I shouldn’t judge, but this man was without a doubt the ugliest man I have ever seen…he literally had thousands of huge blackheads on his face…and he had the meanest look I have ever seen. His wife was a bit calmer and asked me what I wanted. I said I just wanted a job. He lit into me again and said all boys were no good and wouldn’t work and he wouldn’t have one on his property. About then I realized my ‘buddies’ had set me up. Some of them had worked for him and spent more time behind the chicken coop smoking than working.
But they needed help…it was just the two of them…they had two large chicken houses and there was a lot to do.
I was hired. $1.00 an hour…
My main and primary job was to shovel chicken crap from under the chickens onto his old 1954 Chevy truck and drive it to the back of the property and un-shovel and repeat all day long.
Chicken shit never gets hard…it makes a horrible sludge that fills with squirmy things you don’t want to know about. As you shovel the stuff from under the coops, the chickens are going nuts with their squawking… I couldn’t eat eggs or chicken for 2 years.
On occasion I would get to go with the Mrs. into town to deliver eggs to the stores they supplied. That was the best part of the job.
But they paid me…$8.00 for 8 hours…and that would cover a date pretty good in 1965.
At the end of the summer I told them I had to go back to school… and these mean, cynical old people gave me the best compliment I have ever received… they said I had changed their mind about ‘young people’ and maybe not all of ‘them’ were bad…
I missed them after I left. I was 17 years old.

End of part 2

2 comments:

Anonymous said...

When I was attending U of H to get my teaching certificate, I had to take a children's literature class. Part of our grade was having to read about forty children's books and take a quiz on them. One of the best of the lot was about this young girl growing up in Oklahoma during the early 1900's - I can't recall the book's title, but I remember I couldn't put it down. Pretty much read the entire thing in one sitting.

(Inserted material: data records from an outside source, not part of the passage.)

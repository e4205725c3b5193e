pub mod document;
pub mod identity;
pub mod notification;
pub mod profile;

pub use document::{Document, DocumentUpdate, NewDocument, Priority};
pub use identity::{AuthEvent, Identity, IdentityMetadata, Session, SignOutScope};
pub use notification::{Notification, NotificationKind, NotificationPriority, Recipient};
pub use profile::{Profile, ProfileUpdate};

Something tells me I'd do the same thing if Doug Briscoe ever had his memoirs published...

Bruiser

BB said...

I don't know if Dad realizes what an engrossing storyteller he can be. Reading this stuff again, I certainly see a lot of things that influenced me, things I really wasn't aware of before. In my world-famous, never-been-published book I wrote an awful lot about the water and being outdoors.

And you know, his stuff also isn't that far removed from Larry Brown's. Similar topics, interesting first-person perspective... I'll bet Brown's writing was quite similar to this before he spent years at a typewriter learning the o-fish-ull way to craft a story.

I promised myself I wouldn't critique Dad's stuff when I posted it, but hell, I really enjoy it.